■ **TASK TO CARRY OUT**
Each line below must be transcribed with no word changed.

■ **GIVEN RECORDS**
//! HTTP/2 client sessions for DNS over HTTPS.
//!
//! One session socket per connection. Each `send` becomes one request; its
//! response body is queued and handed to the read callback in order of
//! arrival.

use std::collections::VecDeque;
use std::net::SocketAddr;
use std::sync::{Arc, Mutex, MutexGuard};
use std::time::Duration;

use base64::engine::general_purpose::URL_SAFE_NO_PAD;
use base64::Engine as _;
use bytes::Bytes;
use http::header::{ACCEPT, CONTENT_TYPE};
use http::uri::PathAndQuery;
use http::{Request, Response, StatusCode, Uri};
use http_body_util::{BodyExt, Full, Limited};
use hyper::body::Incoming;
use hyper::client::conn::http2::{self, SendRequest};
use hyper_util::rt::{TokioExecutor, TokioIo, TokioTimer};

use crate::error::{NetError, Result};
use crate::manager::Core;
use crate::net::dns::MAX_DNS_MESSAGE;
use crate::net::handle::{Handle, SendCompletion};
use crate::net::http::server::DNS_MESSAGE;
use crate::net::socket::{
    self, DriverGuard, Role, SocketInner, SocketIo, SocketKind, SocketSpec, SocketState,
};
use crate::net::stream::Io;
use crate::observability::StatCounter;

fn lock<T>(mutex: &Mutex<T>) -> MutexGuard<'_, T> {
    mutex.lock().unwrap_or_else(|p| p.into_inner())
}

/// Request target of a client session.
#[derive(Debug, Clone)]
pub(crate) struct HttpTarget {
    pub uri: Uri,
    pub post: bool,
}

pub(crate) struct ClientSession {
    sender: Mutex<SendRequest<Full<Bytes>>>,
    target: HttpTarget,
    responses: Mutex<VecDeque<Result<Bytes>>>,
}

/// Build the request for one message: a POST body, or a GET with the
/// message in the `dns` query parameter.
fn build_request(target: &HttpTarget, data: Bytes) -> Result<Request<Full<Bytes>>> {
    let (builder, body) = if target.post {
        let builder = Request::post(target.uri.clone()).header(CONTENT_TYPE, DNS_MESSAGE);
        (builder, data)
    } else {
        let path_and_query = format!("{}?dns={}", target.uri.path(), URL_SAFE_NO_PAD.encode(&data));
        let mut parts = target.uri.clone().into_parts();
        parts.path_and_query = Some(
            path_and_query
                .parse::<PathAndQuery>()
                .map_err(|e| NetError::Http(e.to_string()))?,
        );
        let uri = Uri::from_parts(parts).map_err(|e| NetError::Http(e.to_string()))?;
        (Request::get(uri), Bytes::new())
    };
    Ok(builder.header(ACCEPT, DNS_MESSAGE).body(Full::new(body))?)
}

impl ClientSession {
    /// Issue one request carrying `data`. The completion fires once the
    /// request is handed to the connection.
    pub(crate) fn send(&self, sock: &Arc<SocketInner>, data: Bytes, completion: SendCompletion) {
        if data.len() > MAX_DNS_MESSAGE {
            sock.core.stat(sock.kind, StatCounter::SendFail);
            completion.complete_later(Err(NetError::MessageTooLarge(data.len())));
            return;
        }
        let request = match build_request(&self.target, data) {
            Ok(request) => request,
            Err(e) => {
                sock.core.stat(sock.kind, StatCounter::SendFail);
                completion.complete_later(Err(e));
                return;
            }
        };

        let mut sender = lock(&self.sender).clone();
        let task_sock = sock.clone();
        sock.core.spawn_on(sock.tid, async move {
            let sock = task_sock;
            if let Err(e) = sender.ready().await {
                sock.core.stat(sock.kind, StatCounter::SendFail);
                completion.complete(Err(e.into()));
                return;
            }
            let response = sender.send_request(request);
            completion.complete(Ok(()));

            let result = match response.await {
                Ok(response) => read_response(response).await,
                Err(e) => Err(e.into()),
            };
            if let SocketIo::HttpClient(session) = &sock.io {
                lock(&session.responses).push_back(result);
            }
            sock.read_notify.notify_one();
        });
    }

    fn next_response(&self) -> Option<Result<Bytes>> {
        lock(&self.responses).pop_front()
    }
}

async fn read_response(response: Response<Incoming>) -> Result<Bytes> {
    if response.status() != StatusCode::OK {
        return Err(NetError::Http(format!("server answered {}", response.status())));
    }
    let body = Limited::new(response.into_body(), MAX_DNS_MESSAGE)
        .collect()
        .await
        .map_err(|e| NetError::Http(e.to_string()))?;
    Ok(body.to_bytes())
}

/// Run the HTTP/2 handshake over `stream` and create the session socket.
#[allow(clippy::too_many_arguments)]
pub(crate) async fn start_session<S: Io>(
    core: &Arc<Core>,
    tid: usize,
    stream: S,
    local: SocketAddr,
    peer: SocketAddr,
    encrypted: bool,
    target: HttpTarget,
    timeout: Duration,
) -> Result<Handle> {
    let (sender, conn) = http2::Builder::new(TokioExecutor::new())
        .timer(TokioTimer::new())
        .handshake::<_, Full<Bytes>>(TokioIo::new(stream))
        .await?;

    let sock = SocketInner::new(
        core,
        SocketSpec {
            kind: SocketKind::Http,
            role: Role::Connection { client: true },
            tid,
            parent: None,
            local,
            peer,
            io: SocketIo::HttpClient(ClientSession {
                sender: Mutex::new(sender),
                target,
                responses: Mutex::new(VecDeque::new()),
            }),
            state: SocketState::Active,
            encrypted,
            xfr_allowed: false,
            permit: None,
            timeout,
        },
    );
    tokio::spawn(drive_session(sock.clone(), conn));
    Ok(sock.new_handle(peer))
}

async fn drive_session<S: Io>(
    sock: Arc<SocketInner>,
    conn: http2::Connection<TokioIo<S>, Full<Bytes>, TokioExecutor>,
) {
    let guard = DriverGuard::new(sock.clone());
    let mut closing = sock.closing_receiver();
    tokio::pin!(conn);

    loop {
        deliver_responses(&sock);
        if !sock.is_usable() {
            break;
        }
        let (_, deadline) = sock.read_wait();
        tokio::select! {
            res = conn.as_mut() => {
                let err = match res {
                    Ok(()) => NetError::Eof,
                    Err(e) => NetError::from(e),
                };
                sock.fail_read(err);
                break;
            }
            _ = socket::closed(&mut closing) => break,
            _ = socket::sleep_until_deadline(deadline) => sock.on_timer_expired(),
            _ = sock.read_notify.notified() => {}
        }
    }
    drop(guard);
}

fn deliver_responses(sock: &Arc<SocketInner>) {
    let SocketIo::HttpClient(session) = &sock.io else {
        return;
    };
    while sock.is_usable() && sock.is_reading() {
        let Some(result) = session.next_response() else {
            return;
        };
        match result {
            Ok(body) => sock.deliver_read(&body),
            Err(e) => sock.deliver_error(e),
        }
    }
}

#[cfg(test)]
mod tests {
    use super::*;

    fn target(post: bool) -> HttpTarget {
        HttpTarget {
            uri: "https://127.0.0.1:443/dns-query".parse().unwrap(),
            post,
        }
    }

    #[test]
    fn get_request_carries_base64url_message() {
        let req = build_request(&target(false), Bytes::from_static(&[0xfb, 0xff, 0x00])).unwrap();
        assert_eq!(req.method(), http::Method::GET);
        assert_eq!(req.uri().path(), "/dns-query");
        assert_eq!(req.uri().query(), Some("dns=-_8A"));
        assert_eq!(req.uri().authority().map(|a| a.as_str()), Some("127.0.0.1:443"));
    }

    #[test]
    fn post_request_sets_content_type() {
        let req = build_request(&target(true), Bytes::from_static(b"\x00\x01")).unwrap();
        assert_eq!(req.method(), http::Method::POST);
        assert_eq!(req.headers()[CONTENT_TYPE], DNS_MESSAGE);
        assert_eq!(req.headers()[ACCEPT], DNS_MESSAGE);
        assert_eq!(req.uri().query(), None);
    }
}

■ **WRITTEN SOLUTION**
//! HTTP/2 client sessions for DNS over HTTPS.
//!
//! One session socket per connection. Each `send` becomes one request; its
//! response body is queued and handed to the read callback in order of
//! arrival.

use std::collections::VecDeque;
use std::net::SocketAddr;
use std::sync::{Arc, Mutex, MutexGuard};
use std::time::Duration;

use base64::engine::general_purpose::URL_SAFE_NO_PAD;
use base64::Engine as _;
use bytes::Bytes;
use http::header::{ACCEPT, CONTENT_TYPE};
use http::uri::PathAndQuery;
use http::{Request, Response, StatusCode, Uri};
use http_body_util::{BodyExt, Full, Limited};
use hyper::body::Incoming;
use hyper::client::conn::http2::{self, SendRequest};
use hyper_util::rt::{TokioExecutor, TokioIo, TokioTimer};

use crate::error::{NetError, Result};
use crate::manager::Core;
use crate::net::dns::MAX_DNS_MESSAGE;
use crate::net::handle::{Handle, SendCompletion};
use crate::net::http::server::DNS_MESSAGE;
use crate::net::socket::{
    self, DriverGuard, Role, SocketInner, SocketIo, SocketKind, SocketSpec, SocketState,
};
use crate::net::stream::Io;
use crate::observability::StatCounter;

fn lock<T>(mutex: &Mutex<T>) -> MutexGuard<'_, T> {
    mutex.lock().unwrap_or_else(|p| p.into_inner())
}

/// Request target of a client session.
#[derive(Debug, Clone)]
pub(crate) struct HttpTarget {
    pub uri: Uri,
    pub post: bool,
}

pub(crate) struct ClientSession {
    sender: Mutex<SendRequest<Full<Bytes>>>,
    target: HttpTarget,
    responses: Mutex<VecDeque<Result<Bytes>>>,
}

/// Build the request for one message: a POST body, or a GET with the
/// message in the `dns` query parameter.
fn build_request(target: &HttpTarget, data: Bytes) -> Result<Request<Full<Bytes>>> {
    let (builder, body) = if target.post {
        let builder = Request::post(target.uri.clone()).header(CONTENT_TYPE, DNS_MESSAGE);
        (builder, data)
    } else {
        let path_and_query = format!("{}?dns={}", target.uri.path(), URL_SAFE_NO_PAD.encode(&data));
        let mut parts = target.uri.clone().into_parts();
        parts.path_and_query = Some(
            path_and_query
                .parse::<PathAndQuery>()
                .map_err(|e| NetError::Http(e.to_string()))?,
        );
        let uri = Uri::from_parts(parts).map_err(|e| NetError::Http(e.to_string()))?;
        (Request::get(uri), Bytes::new())
    };
    Ok(builder.header(ACCEPT, DNS_MESSAGE).body(Full::new(body))?)
}

impl ClientSession {
    /// Issue one request carrying `data`. The completion fires once the
    /// request is handed to the connection.
    pub(crate) fn send(&self, sock: &Arc<SocketInner>, data: Bytes, completion: SendCompletion) {
        if data.len() > MAX_DNS_MESSAGE {
            sock.core.stat(sock.kind, StatCounter::SendFail);
            completion.complete_later(Err(NetError::MessageTooLarge(data.len())));
            return;
        }
        let request = match build_request(&self.target, data) {
            Ok(request) => request,
            Err(e) => {
                sock.core.stat(sock.kind, StatCounter::SendFail);
                completion.complete_later(Err(e));
                return;
            }
        };

        let mut sender = lock(&self.sender).clone();
        let task_sock = sock.clone();
        sock.core.spawn_on(sock.tid, async move {
            let sock = task_sock;
            if let Err(e) = sender.ready().await {
                sock.core.stat(sock.kind, StatCounter::SendFail);
                completion.complete(Err(e.into()));
                return;
            }
            let response = sender.send_request(request);
            completion.complete(Ok(()));

            let result = match response.await {
                Ok(response) => read_response(response).await,
                Err(e) => Err(e.into()),
            };
            if let SocketIo::HttpClient(session) = &sock.io {
                lock(&session.responses).push_back(result);
            }
            sock.read_notify.notify_one();
        });
    }

    fn next_response(&self) -> Option<Result<Bytes>> {
        lock(&self.responses).pop_front()
    }
}

async fn read_response(response: Response<Incoming>) -> Result<Bytes> {
    if response.status() != StatusCode::OK {
        return Err(NetError::Http(format!("server answered {}", response.status())));
    }
    let body = Limited::new(response.into_body(), MAX_DNS_MESSAGE)
        .collect()
        .await
        .map_err(|e| NetError::Http(e.to_string()))?;
    Ok(body.to_bytes())
}

/// Run the HTTP/2 handshake over `stream` and create the session socket.
#[allow(clippy::too_many_arguments)]
pub(crate) async fn start_session<S: Io>(
    core: &Arc<Core>,
    tid: usize,
    stream: S,
    local: SocketAddr,
    peer: SocketAddr,
    encrypted: bool,
    target: HttpTarget,
    timeout: Duration,
) -> Result<Handle> {
    let (sender, conn) = http2::Builder::new(TokioExecutor::new())
        .timer(TokioTimer::new())
        .handshake::<_, Full<Bytes>>(TokioIo::new(stream))
        .await?;

    let sock = SocketInner::new(
        core,
        SocketSpec {
            kind: SocketKind::Http,
            role: Role::Connection { client: true },
            tid,
            parent: None,
            local,
            peer,
            io: SocketIo::HttpClient(ClientSession {
                sender: Mutex::new(sender),
                target,
                responses: Mutex::new(VecDeque::new()),
            }),
            state: SocketState::Active,
            encrypted,
            xfr_allowed: false,
            permit: None,
            timeout,
        },
    );
    tokio::spawn(drive_session(sock.clone(), conn));
    Ok(sock.new_handle(peer))
}

async fn drive_session<S: Io>(
    sock: Arc<SocketInner>,
    conn: http2::Connection<TokioIo<S>, Full<Bytes>, TokioExecutor>,
) {
    let guard = DriverGuard::new(sock.clone());
    let mut closing = sock.closing_receiver();
    tokio::pin!(conn);

    loop {
        deliver_responses(&sock);
        if !sock.is_usable() {
            break;
        }
        let (_, deadline) = sock.read_wait();
        tokio::select! {
            res = conn.as_mut() => {
                let err = match res {
                    Ok(()) => NetError::Eof,
                    Err(e) => NetError::from(e),
                };
                sock.fail_read(err);
                break;
            }
            _ = socket::closed(&mut closing) => break,
            _ = socket::sleep_until_deadline(deadline) => sock.on_timer_expired(),
            _ = sock.read_notify.notified() => {}
        }
    }
    drop(guard);
}

fn deliver_responses(sock: &Arc<SocketInner>) {
    let SocketIo::HttpClient(session) = &sock.io else {
        return;
    };
    while sock.is_usable() && sock.is_reading() {
        let Some(result) = session.next_response() else {
            return;
        };
        match result {
            Ok(body) => sock.deliver_read(&body),
            Err(e) => sock.deliver_error(e),
        }
    }
}

#[cfg(test)]
mod tests {
    use super::*;

    fn target(post: bool) -> HttpTarget {
        HttpTarget {
            uri: "https://127.0.0.1:443/dns-query".parse().unwrap(),
            post,
        }
    }

    #[test]
    fn get_request_carries_base64url_message() {
        let req = build_request(&target(false), Bytes::from_static(&[0xfb, 0xff, 0x00])).unwrap();
        assert_eq!(req.method(), http::Method::GET);
        assert_eq!(req.uri().path(), "/dns-query");
        assert_eq!(req.uri().query(), Some("dns=-_8A"));
        assert_eq!(req.uri().authority().map(|a| a.as_str()), Some("127.0.0.1:443"));
    }

    #[test]
    fn post_request_sets_content_type() {
        let req = build_request(&target(true), Bytes::from_static(b"\x00\x01")).unwrap();
        assert_eq!(req.method(), http::Method::POST);
        assert_eq!(req.headers()[CONTENT_TYPE], DNS_MESSAGE);
        assert_eq!(req.headers()[ACCEPT], DNS_MESSAGE);
        assert_eq!(req.uri().query(), None);
    }
}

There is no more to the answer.